# sysCheck v2.0.1



## luke_c (Sep 5, 2010)

*sysCheck v2.0.1*
Wii System Report




This is a Homebrew application for the Wii which generates a report on your SD/USB which shows all installed IOS's, what versions they are and what access they have. See the changelog below for more information regarding the new version.[/p]



			
				Changelog said:
			
		

> Fixed Bug in English System Menu version (v-2145571844)
> Shows which IOS is beeing tested
> Added French translation (thx Attila)








 Download





 Source


----------



## Satangel (Sep 5, 2010)

Didn't know this existed, thanks. 
Such a simple but so handy tool, I've downloaded it and gonna do it soon.


----------



## The Real Jdbye (Sep 5, 2010)

Doesn't DOP-Mii already do this?


----------



## luke_c (Sep 5, 2010)

sorrycostello said:
			
		

> Doesn't DOP-Mii already do this?


IIRC DOP-Mii has this program built-in to it.


----------



## wiiman123 (Sep 5, 2010)

Sweet thanks for posting news from my site.

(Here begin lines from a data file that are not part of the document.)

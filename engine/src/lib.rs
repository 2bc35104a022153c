//! shelfdb - a vector database engine.
//!
//! Stores dense embedding vectors with text and metadata, organized into
//! libraries, and answers k-NN similarity queries through three
//! interchangeable index kinds (flat, IVF, LSH-SimHash). Per-library
//! reader/writer locking allows many concurrent searches while mutations
//! serialize; durable storage plus deterministic index rebuild gives full
//! recovery on restart.

// ===== Core modules =====

// Error taxonomy with stable kind tags
pub mod error;

// Scalar vector math (dot, norms, cosine)
pub mod vector;

// k-NN indexes: contract, flat, IVF, LSH-SimHash
pub mod index;

// Entities: Library, Document, Chunk, SearchResult
pub mod schema;

// In-memory library store with per-library RW locks
pub mod store;

// Service facade: CRUD + search with locking, index deltas, rollback
pub mod service;

// Persistence adapter: memory and file-backed document stores
pub mod persist;

// Startup recovery: reload state, rebuild indexes
pub mod recovery;

// Embedding provider client (text -> vector)
pub mod embedding;

// REST surface under /v1
pub mod http;

// Metrics and observability: Prometheus counters and histograms
pub mod metrics;

// Configuration from environment variables
pub mod config;

// ===== Public API =====

pub use config::{AppConfig, EmbeddingConfig};
pub use embedding::EmbeddingClient;
pub use error::{EngineError, Result};
pub use http::{router, AppState};
pub use index::{
    build_index, FlatIndex, IndexKind, IndexParams, IndexStats, IvfIndex, IvfParams, LshIndex,
    LshParams, SearchHit, VectorIndex,
};
pub use persist::{FileStorage, MemoryStorage, StorageBackend, StorageSnapshot};
pub use recovery::recover;
pub use schema::{Chunk, Document, Library, LibraryStats, SearchResult};
pub use service::{ChunkPatch, DocumentPatch, LibraryPatch, NewChunk, VectorDbService};
pub use store::{LibraryHandle, LibraryState, LibraryStore};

Syscheck is a pretty useful tool


----------



## luke_c (Sep 5, 2010)

wiiman123 said:
			
		

> Sweet thanks for posting news from my site.
> 
> Syscheck is a pretty useful tool


Not as useful as your site is! It's the main place I go to look for anything Wii homebrew


----------



## Eric345 (Sep 10, 2010)

hey I found a bug when I start it. it stops when it trys to check ios 233 when is it testing


----------



## hosigumayuugi (Nov 3, 2010)

I created Japanese translation, but I don't know how to sent to Double_A...
http://www.mediafire.com/download.php?dcox5lfomxi7i1i


----------